Logical types annotate one of the 11 Recap types listed in the Types section at the top of the spec. Logical types add additional context to Recap types that help converters. For example, a decimal logical type can be defined as:

type: bytes
logical: decimal
precision: 6
scale: 3
bytes: 16
variable: false

Developers may define their own logical types.

Logical types may require additional attributes such as the precision and scale attributes shown above. Recap converters may use logical annotations to convert schemas to more accurate types such as SQL’s DECIMAL type (rather than BYTES).

Logical type names are globally unique, so they must include a unique dotted namespace prefix.

Built-in Logical Types

Recap comes with a collection of built-in logical types:

  • build.recap.Date: An integer representing a length of time since the UNIX epoch without timezones and leap seconds.
  • build.recap.Decimal: A byte array representing an arbitrary-precision decimal number.
  • build.recap.Duration: An integer representing a length of time and time unit without timezones and leap seconds.
  • build.recap.Interval: A byte array representing an interval of time on a calendar measured in months, days, and a duration of intra-day time with a time unit.
  • build.recap.Time: An integer representing a length of time since midnight without timezones and leap seconds.
  • build.recap.Timestamp: An integer representing a length of time (in a time unit) since a specific epoch.
  • build.recap.UUID: A string representing a UUID in 8-4-4-4-12 format as defined in RFC 4122.


Elapsed time since the UNIX epoch without timezones and leap seconds.


build.recap.Date logical types must annotate int types.


Name Description Type Required Default
unit A string time unit. String literal of year, month, day, hour, minute, second, millisecond, microsecond, nanosecond, or picosecond. YES  


type: int
logical: build.recap.Date
unit: day


An arbitrary-precision decimal number. This type is the same as Avro’s Decimal.

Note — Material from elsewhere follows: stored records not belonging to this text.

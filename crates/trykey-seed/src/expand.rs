//! Cyclic seed expansion: trytes → fixed-length seed buffer

use std::num::NonZeroUsize;

use crate::lifecycle::SeedBuffer;
use crate::trytes::Trytes;

/// Stretch (or truncate) validated trytes into a `target_len`-byte seed.
///
/// `seed[i] = trytes[i mod len(trytes)]`: the passphrase is repeated as many
/// times as needed and the last repetition is cut short. The seed is written
/// in place, never through an oversized temporary, and is fully initialized
/// before it is returned.
pub fn expand(trytes: Trytes<'_>, target_len: NonZeroUsize) -> SeedBuffer {
    let source = trytes.as_bytes();
    let mut seed = SeedBuffer::allocate(target_len.get());
    for (i, byte) in seed.as_mut_bytes().iter_mut().enumerate() {
        *byte = source[i % source.len()];
    }
    seed
}
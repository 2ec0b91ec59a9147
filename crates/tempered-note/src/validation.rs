//! Note-name validation.

use std::sync::OnceLock;

use regex::Regex;

/// Regex pattern for a well-formed note name.
/// Format: one letter A-G, at most one accidental (`#` or `b`), an optional
/// `-` sign, and one or more octave digits, anchored at both ends.
const NOTE_NAME_PATTERN: &str = r"^[A-G][#b]?-?[0-9]+$";

static NOTE_NAME_REGEX: OnceLock<Regex> = OnceLock::new();

fn note_name_regex() -> &'static Regex {
    NOTE_NAME_REGEX.get_or_init(|| Regex::new(NOTE_NAME_PATTERN).expect("invalid regex pattern"))
}

/// Checks whether a string is a well-formed note name such as `"A4"`,
/// `"G#-4"`, or `"Bb2"`.
///
/// The grammar is one uppercase letter A-G, at most one accidental (`#`
/// for sharp, `b` for flat), an optional `-` sign, and one or more decimal
/// digits. Anything else is rejected: doubled accidentals, letters outside
/// A-G, missing digits, or trailing garbage after the digits.
///
/// # Examples
/// ```
/// use tempered_note::is_valid_note_name;
///
/// assert!(is_valid_note_name("A4"));
/// assert!(is_valid_note_name("Bb2"));
/// assert!(is_valid_note_name("G#-4"));
/// assert!(!is_valid_note_name("G##4"));
/// assert!(!is_valid_note_name("C3P0"));
/// assert!(!is_valid_note_name(""));
/// ```
pub fn is_valid_note_name(name: &str) -> bool {
    note_name_regex().is_match(name)
}
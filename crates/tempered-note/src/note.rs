//! The `Note` value type and its canonical semitone-offset representation.

use serde::{Deserialize, Serialize};

use crate::constants::A4_MIDI;

/// A pitch in the equal-tempered twelve-tone scale.
///
/// A `Note` is a single signed semitone offset from A4: 0 is A4, +12 is A5,
/// -12 is A3. Name strings, MIDI numbers, and frequencies are all pure
/// functions of that offset, so two notes are equal exactly when they are
/// the same pitch, regardless of how they were spelled or constructed.
/// Ordering follows the offset (lower pitch sorts first), and the `Default`
/// note is A4.
///
/// Any `i32` offset is a valid note; no validation happens at this level.
#[derive(
    Debug, Clone, Copy, PartialEq, Eq, Hash, PartialOrd, Ord, Default, Serialize, Deserialize,
)]
pub struct Note {
    /// Semitone offset from A4.
    offset: i32,
}

impl Note {
    /// A4, the reference pitch (offset 0, MIDI 69).
    pub const A4: Note = Note { offset: 0 };

    /// Creates a note from its semitone offset relative to A4.
    pub fn from_semitone_offset(offset: i32) -> Self {
        Self { offset }
    }

    /// Returns the canonical semitone offset from A4.
    pub fn semitone_offset(self) -> i32 {
        self.offset
    }

    /// Creates a note from a MIDI note number (69 = A4).
    ///
    /// The offset is `midi - 69` in plain `i32` arithmetic, exact for MIDI
    /// numbers down to `i32::MIN + 69`.
    ///
    /// # Examples
    /// ```
    /// use tempered_note::Note;
    ///
    /// assert_eq!(Note::from_midi(69), Note::A4);
    /// assert_eq!(Note::from_midi(81).semitone_offset(), 12);
    /// ```
    pub fn from_midi(midi: i32) -> Self {
        Self {
            offset: midi - A4_MIDI,
        }
    }

    /// Returns the MIDI note number (69 = A4).
    ///
    /// The number is `offset + 69` in plain `i32` arithmetic, exact for
    /// offsets up to `i32::MAX - 69`.
    ///
    /// # Examples
    /// ```
    /// use tempered_note::Note;
    ///
    /// assert_eq!(Note::A4.to_midi(), 69);
    /// ```
    pub fn to_midi(self) -> i32 {
        self.offset + A4_MIDI
    }

    /// Returns the semitone class in `0..=11`, where class 0 is A.
    pub fn semitone_class(self) -> i32 {
        self.offset.rem_euclid(12)
    }

    /// Returns the octave this note falls in.
    ///
    /// Octave bands are A-anchored: octave `n` spans A(n)..G#(n), and
    /// octave 4 contains A4.
    pub fn octave(self) -> i32 {
        self.offset.div_euclid(12) + 4
    }
}
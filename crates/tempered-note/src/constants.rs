//! Reference constants and lookup tables for pitch conversion.

/// MIDI note number of A4, the reference pitch.
pub const A4_MIDI: i32 = 69;

/// Default frequency assigned to A4, in hertz.
pub const DEFAULT_REFERENCE_FREQUENCY: f64 = 440.0;

/// Semitone classes for note letters (A=0, B=2, C=3, D=5, E=7, F=8, G=10).
///
/// Classes count chromatic steps up from A, matching the offset-from-A4
/// canonical form. Octave bands are A-anchored (octave 4 spans A4..G#4),
/// not aligned to the C-first ordering of scientific pitch notation.
pub(crate) const LETTER_CLASSES: [(char, i8); 7] = [
    ('A', 0),
    ('B', 2),
    ('C', 3),
    ('D', 5),
    ('E', 7),
    ('F', 8),
    ('G', 10),
];

/// Sharp-preferred names for the twelve semitone classes, class 0 = A.
pub(crate) const SHARP_NAMES: [&str; 12] = [
    "A", "A#", "B", "C", "C#", "D", "D#", "E", "F", "F#", "G", "G#",
];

build.recap.Decimal logical types must annotate bytes types.


Name Description Type Required Default
precision Total number of digits. 123.456 has a precision of 6. 32-bit signed integer YES  
scale Digits to the right of the decimal point. 123.456 has a scale of 3. 32-bit signed integer YES  


type: bytes
logical: build.recap.Decimal
precision: 6
scale: 3
bytes: 16
variable: false


A length of time without timezones and leap seconds. This type is the same as Arrow’s Duration but with a superset of time units.

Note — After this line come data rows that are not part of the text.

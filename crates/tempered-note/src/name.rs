//! Note-name parsing and rendering.

use std::fmt;
use std::str::FromStr;

use crate::constants::{LETTER_CLASSES, SHARP_NAMES};
use crate::error::NoteError;
use crate::note::Note;
use crate::validation::is_valid_note_name;

impl Note {
    /// Parses a note name such as `"A4"`, `"G#3"`, or `"Bb-1"`.
    ///
    /// Returns `None` for anything that is not a well-formed note name, and
    /// for names whose octave digits or resulting offset do not fit an
    /// `i32`. Enharmonic spellings collapse to the same note.
    ///
    /// # Examples
    /// ```
    /// use tempered_note::Note;
    ///
    /// assert_eq!(Note::from_name("A4"), Some(Note::A4));
    /// assert_eq!(Note::from_name("Eb2"), Note::from_name("D#2"));
    /// assert_eq!(Note::from_name("BB2"), None);
    /// ```
    pub fn from_name(name: &str) -> Option<Note> {
        if !is_valid_note_name(name) {
            return None;
        }

        let letter = name.chars().next()?;
        let class = LETTER_CLASSES
            .iter()
            .find(|(c, _)| *c == letter)
            .map(|(_, s)| *s as i32)?;

        // Validation has already pinned the accidental and sign positions,
        // so presence scans suffice here.
        let modifier = if name.contains('#') {
            1
        } else if name.contains('b') {
            -1
        } else {
            0
        };
        let sign = if name.contains('-') { -1 } else { 1 };

        let digits: String = name.chars().skip_while(|c| !c.is_ascii_digit()).collect();
        let magnitude: i32 = digits.parse().ok()?;
        let octave = sign * magnitude;

        let offset = octave
            .checked_sub(4)?
            .checked_mul(12)?
            .checked_add(class + modifier)?;
        Some(Note::from_semitone_offset(offset))
    }

    /// Renders the canonical sharp-preferred name, e.g. `"G#3"`.
    ///
    /// Flats are never produced, even when the note was parsed from a flat
    /// spelling.
    ///
    /// # Examples
    /// ```
    /// use tempered_note::Note;
    ///
    /// assert_eq!(Note::A4.name(), "A4");
    /// assert_eq!(Note::from_midi(70).name(), "A#4");
    /// assert_eq!(Note::from_name("Bb2").unwrap().name(), "A#2");
    /// ```
    pub fn name(self) -> String {
        format!(
            "{}{}",
            SHARP_NAMES[self.semitone_class() as usize],
            self.octave()
        )
    }
}

impl fmt::Display for Note {
    fn fmt(&self, f: &mut fmt::Formatter<'_>) -> fmt::Result {
        write!(f, "{}", self.name())
    }
}

impl FromStr for Note {
    type Err = NoteError;

    fn from_str(s: &str) -> Result<Self, Self::Err> {
        Note::from_name(s).ok_or_else(|| NoteError::InvalidName(s.to_string()))
    }
}
//! Equal-tempered pitch type with note-name, MIDI, and frequency
//! conversions.
//!
//! This crate models a single pitch in the twelve-tone equal-tempered scale
//! as a [`Note`]: a value type wrapping one signed semitone offset from A4.
//! Name strings ("A#3"), MIDI note numbers (69 = A4), and frequencies in
//! hertz all convert to and from that offset as pure functions.
//! [`is_valid_note_name`] checks name strings without constructing
//! anything.
//!
//! # Octave convention
//!
//! Semitone classes count up from A (class 0), so octave bands are
//! A-anchored: octave 4 spans A4..G#4, and the C in that band sits three
//! semitones *above* A4. Names parse and render consistently under this
//! convention, and enharmonic spellings ("Eb2", "D#2") collapse to the same
//! note. Rendering always prefers sharps.
//!
//! # Example
//!
//! ```
//! use tempered_note::{is_valid_note_name, Note};
//!
//! let note = Note::from_name("A#3").unwrap();
//! assert_eq!(note.to_midi(), 58);
//! assert_eq!(note.name(), "A#3");
//!
//! let a4 = Note::from_frequency(440.0).unwrap();
//! assert_eq!(a4, Note::A4);
//! assert!((a4.frequency() - 440.0).abs() < 0.001);
//!
//! assert!(is_valid_note_name("Bb2"));
//! assert!(!is_valid_note_name("G##4"));
//! ```

mod constants;
mod error;
mod frequency;
mod name;
mod note;
mod validation;


pub use constants::{A4_MIDI, DEFAULT_REFERENCE_FREQUENCY};
pub use error::NoteError;
pub use note::Note;
pub use validation::is_valid_note_name;
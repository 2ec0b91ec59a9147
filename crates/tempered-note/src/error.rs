//! Error types for pitch conversion.

use thiserror::Error;

/// Error type for fallible `Note` conversions.
#[derive(Debug, Clone, PartialEq, Error)]
pub enum NoteError {
    /// The string is not a well-formed note name.
    #[error("invalid note name: '{0}'")]
    InvalidName(String),

    /// The frequency is zero, negative, NaN, or infinite.
    #[error("frequency must be positive and finite, got {0}")]
    NonPositiveFrequency(f64),

    /// The A4 reference frequency is zero, negative, NaN, or infinite.
    #[error("reference frequency must be positive and finite, got {0}")]
    NonPositiveReference(f64),
}
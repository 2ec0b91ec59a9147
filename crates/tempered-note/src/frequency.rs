//! Frequency conversions and nearest-semitone rounding.

use crate::constants::DEFAULT_REFERENCE_FREQUENCY;
use crate::error::NoteError;
use crate::note::Note;

impl Note {
    /// Returns the frequency in hertz, with A4 at 440 Hz.
    ///
    /// Uses the standard formula: f = reference * 2^(offset / 12).
    ///
    /// # Examples
    /// ```
    /// use tempered_note::Note;
    ///
    /// let a4 = Note::A4.frequency();
    /// assert!((a4 - 440.0).abs() < 0.001);
    ///
    /// let a5 = Note::from_midi(81).frequency();
    /// assert!((a5 - 880.0).abs() < 0.001);
    /// ```
    pub fn frequency(self) -> f64 {
        self.frequency_with_reference(DEFAULT_REFERENCE_FREQUENCY)
    }

    /// Returns the frequency in hertz for a caller-supplied A4 reference.
    ///
    /// `reference` is the frequency assigned to A4 and is expected to be
    /// positive.
    pub fn frequency_with_reference(self, reference: f64) -> f64 {
        reference * 2.0_f64.powf(self.semitone_offset() as f64 / 12.0)
    }

    /// Finds the note nearest to a frequency, with A4 at 440 Hz.
    ///
    /// The continuous semitone value `12 * log2(freq / reference)` is
    /// rounded to whichever neighboring integer deviates less; an exact
    /// half-semitone tie rounds to the ceiling.
    ///
    /// # Errors
    /// Returns [`NoteError::NonPositiveFrequency`] when `freq` is zero,
    /// negative, NaN, or infinite.
    ///
    /// # Examples
    /// ```
    /// use tempered_note::Note;
    ///
    /// assert_eq!(Note::from_frequency(440.0), Ok(Note::A4));
    /// assert_eq!(Note::from_frequency(880.0), Ok(Note::from_midi(81)));
    /// assert!(Note::from_frequency(0.0).is_err());
    /// ```
    pub fn from_frequency(freq: f64) -> Result<Note, NoteError> {
        Note::from_frequency_with_reference(freq, DEFAULT_REFERENCE_FREQUENCY)
    }

    /// Finds the note nearest to a frequency for a caller-supplied A4
    /// reference.
    ///
    /// `reference` is the frequency assigned to A4.
    ///
    /// # Errors
    /// Returns [`NoteError::NonPositiveFrequency`] when `freq` is zero,
    /// negative, NaN, or infinite, and [`NoteError::NonPositiveReference`]
    /// when `reference` is.
    pub fn from_frequency_with_reference(freq: f64, reference: f64) -> Result<Note, NoteError> {
        if !freq.is_finite() || freq <= 0.0 {
            return Err(NoteError::NonPositiveFrequency(freq));
        }
        if !reference.is_finite() || reference <= 0.0 {
            return Err(NoteError::NonPositiveReference(reference));
        }
        let n = 12.0 * (freq / reference).log2();
        Ok(Note::from_semitone_offset(nearest_semitone(n)))
    }
}

/// Rounds a continuous semitone value to the nearest integer semitone.
///
/// Picks whichever of floor/ceil deviates less; an exact half-semitone tie
/// rounds to the ceiling.
pub(crate) fn nearest_semitone(n: f64) -> i32 {
    let low = n.floor();
    let high = n.ceil();
    let low_err = n - low;
    let high_err = high - n;
    if low_err < high_err {
        low as i32
    } else {
        high as i32
    }
}
use crate::GraphError;

/// Mode of a single edge mutation. Not stored by any graph.
#[derive(PartialEq, Eq, Hash, Debug, Clone, Copy, Default)]
pub enum Direction {
    #[default]
    Directed,
    Undirected,
}

impl Direction {
    pub fn is_undirected(&self) -> bool {
        matches!(self, Direction::Undirected)
    }
}

impl From<bool> for Direction {
    /// `true` selects [`Direction::Undirected`].
    fn from(undirected: bool) -> Self {
        if undirected {
            Direction::Undirected
        } else {
            Direction::Directed
        }
    }
}

/// Splits a comma separated list of vertex names, e.g. `"A, B,C"`.
///
/// An empty input is the empty path.
pub fn parse_path(input: &str) -> Result<Vec<String>, GraphError> {
    if input.trim().is_empty() {
        return Ok(Vec::new());
    }

    input
        .split(',')
        .enumerate()
        .map(|(position, name)| {
            let name = name.trim();
            if name.is_empty() {
                Err(GraphError::EmptyVertex(position))
            } else {
                Ok(name.to_owned())
            }
        })
        .collect()
}

#[cfg(test)]
mod tests {
    use super::*;

    #[test]
    fn direction_from_flag() {
        assert_eq!(Direction::from(true), Direction::Undirected);
        assert_eq!(Direction::from(false), Direction::Directed);
        assert_eq!(Direction::default(), Direction::Directed);
    }

    #[test]
    fn path_from_string() {
        assert_eq!(parse_path("A, B,C").unwrap(), vec!["A", "B", "C"]);
        assert_eq!(parse_path("  ").unwrap(), Vec::<String>::new());
        assert_eq!(parse_path("X").unwrap(), vec!["X"]);
    }

    #[test]
    fn path_with_empty_vertex() {
        assert_eq!(parse_path("A,,C"), Err(GraphError::EmptyVertex(1)));
        assert_eq!(parse_path("A,B,"), Err(GraphError::EmptyVertex(2)));
    }
}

build.recap.Duration logical types must annotate int types.


Name Description Type Required Default
unit A string time unit. String literal of year, month, day, hour, minute, second, millisecond, microsecond, nanosecond, or picosecond. YES  


type: int
logical: build.recap.Duration
bits: 64
unit: millisecond


An interval of time on a calendar. This measurement allows you to measure time without worrying about leap seconds, leap years, and time changes. Years, quarters, hours, and minutes can be expressed using this type.

Intervals are measured in months, days, and an intra-day time measurement. Months and days are each 32-bit signed integers. The remainder is a 64-bit signed integer measured in a certain time unit. Leap seconds are ignored.

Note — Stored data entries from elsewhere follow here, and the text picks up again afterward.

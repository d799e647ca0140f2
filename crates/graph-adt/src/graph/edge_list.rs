use std::fmt::{self, Display};

use log::trace;
use rustc_hash::FxHashSet;

use crate::{
    Graph, Vertex,
    graph::{Degree, DegreeReport, VertexSet},
    types::Direction,
};

/// Graph stored as a vertex set plus a flat sequence of `(origin,
/// destination)` pairs.
///
/// No pair is stored twice. `(a, b)` and `(b, a)` are distinct pairs.
#[derive(Debug, Clone)]
pub struct EdgeListGraph<V> {
    vertices: VertexSet<V>,
    edges: Vec<(V, V)>,
}

impl<V: Vertex> EdgeListGraph<V> {
    pub fn new() -> Self {
        Self {
            vertices: VertexSet::new(),
            edges: Vec::new(),
        }
    }

    /// Returns all pairs in insertion order.
    pub fn edges(&self) -> &[(V, V)] {
        &self.edges
    }

    fn position(&self, origin: &V, destination: &V) -> Option<usize> {
        self.edges
            .iter()
            .position(|(o, d)| o == origin && d == destination)
    }

    fn record(&mut self, origin: &V, destination: &V) -> bool {
        if self.position(origin, destination).is_some() {
            return false;
        }

        self.edges.push((origin.clone(), destination.clone()));
        true
    }

    fn erase(&mut self, origin: &V, destination: &V) -> bool {
        match self.position(origin, destination) {
            Some(position) => {
                self.edges.remove(position);
                true
            }
            None => false,
        }
    }
}

impl<V: Vertex> Default for EdgeListGraph<V> {
    fn default() -> Self {
        EdgeListGraph::new()
    }
}

impl<V: Vertex> Graph for EdgeListGraph<V> {
    type V = V;

    fn vertex_count(&self) -> usize {
        self.vertices.len()
    }

    fn edge_count(&self) -> usize {
        self.edges.len()
    }

    fn vertices<'a>(&'a self) -> impl Iterator<Item = &'a V>
    where
        V: 'a,
    {
        self.vertices.iter()
    }

    fn contains_vertex(&self, vertex: &V) -> bool {
        self.vertices.contains(vertex)
    }

    fn insert_vertex(&mut self, vertex: V) -> bool {
        trace!("insert vertex {:?}", vertex);
        self.vertices.insert(vertex).is_some()
    }

    fn insert_edge(&mut self, origin: V, destination: V, direction: Direction) -> bool {
        trace!("insert edge {:?} -> {:?} ({:?})", origin, destination, direction);
        self.insert_vertex(origin.clone());
        self.insert_vertex(destination.clone());

        let mut recorded = self.record(&origin, &destination);
        if direction.is_undirected() {
            recorded |= self.record(&destination, &origin);
        }

        recorded
    }

    fn remove_edge(&mut self, origin: &V, destination: &V, direction: Direction) -> bool {
        trace!("remove edge {:?} -> {:?} ({:?})", origin, destination, direction);
        let mut removed = self.erase(origin, destination);
        if direction.is_undirected() {
            removed |= self.erase(destination, origin);
        }

        removed
    }

    fn remove_vertex(&mut self, vertex: &V) -> bool {
        let Some(index) = self.vertices.remove(vertex) else {
            return false;
        };
        trace!("remove vertex {:?} at index {}", vertex, index);

        self.edges
            .retain(|(origin, destination)| origin != vertex && destination != vertex);

        true
    }

    fn edge_exists(&self, origin: &V, destination: &V) -> bool {
        self.position(origin, destination).is_some()
    }

    /// Yields each destination once, in order of first appearance.
    fn neighbors<'a>(&'a self, vertex: &V) -> impl Iterator<Item = &'a V>
    where
        V: 'a,
    {
        let mut seen: FxHashSet<&V> = FxHashSet::default();
        self.edges
            .iter()
            .filter(move |(origin, _)| origin == vertex)
            .map(|(_, destination)| destination)
            .filter(move |destination| seen.insert(*destination))
    }

    fn degrees(&self) -> DegreeReport<V> {
        let mut entries: Vec<(V, Degree)> = self
            .vertices
            .iter()
            .map(|vertex| (vertex.clone(), Degree::default()))
            .collect();

        for (origin, destination) in &self.edges {
            if let Some(i) = self.vertices.index_of(origin) {
                entries[i].1.count_outgoing();
            }
            if let Some(i) = self.vertices.index_of(destination) {
                entries[i].1.count_incoming();
            }
        }

        DegreeReport::Directed(entries)
    }
}

impl<V: Vertex + Display> Display for EdgeListGraph<V> {
    fn fmt(&self, f: &mut fmt::Formatter<'_>) -> fmt::Result {
        let vertices: Vec<String> = self.vertices.iter().map(ToString::to_string).collect();
        writeln!(f, "Vertices: [{}]", vertices.join(", "))?;
        writeln!(f, "Edges:")?;

        if self.edges.is_empty() {
            return writeln!(f, "  (no edges)");
        }

        for (origin, destination) in &self.edges {
            writeln!(f, "  {} -> {}", origin, destination)?;
        }

        Ok(())
    }
}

build.recap.Interval logical types must annotate bytes types with the variable attribute set to false and the bytes attribute set to 16.

build.recap.Interval is the same as Avro’s Duration but with a superset of time units and 16 bytes instead of 12 bytes.


Name Description Type Required Default
unit A string time unit. String literal of year, month, day, hour, minute, second, millisecond, microsecond, nanosecond, or picosecond. YES  


type: bytes
logical: build.recap.Interval
bytes: 16
variable: false
unit: millisecond


Elapsed time since midnight without timezones and leap seconds.


build.recap.Time logical types must annotate int types.


Name Description Type Required Default
unit A string time unit. String literal of year, month, day, hour, minute, second, millisecond, microsecond, nanosecond, or picosecond. YES  


type: int
logical: build.recap.Time
bits: 32
unit: millisecond


Time elapsed since a specific epoch.

A timestamp with no timezone is a DATETIME in database parlance–a date and time as you would see it on wrist-watch.

A timestamp with a timezone represents the amount of time elapsed since the 1970-01-01 00:00:00 epoch in UTC time zone (regardless of the timezone that’s specified). Readers must translate the UTC timestamp to a timestamp value for the specified timezone. See Apache Arrow’s Schema.fbs documentation for more details.

This type is the same as Arrow’s timestamp but with a superset of time units and an arbitrary bit length.


build.recap.Timestamp logical types must annotate int types.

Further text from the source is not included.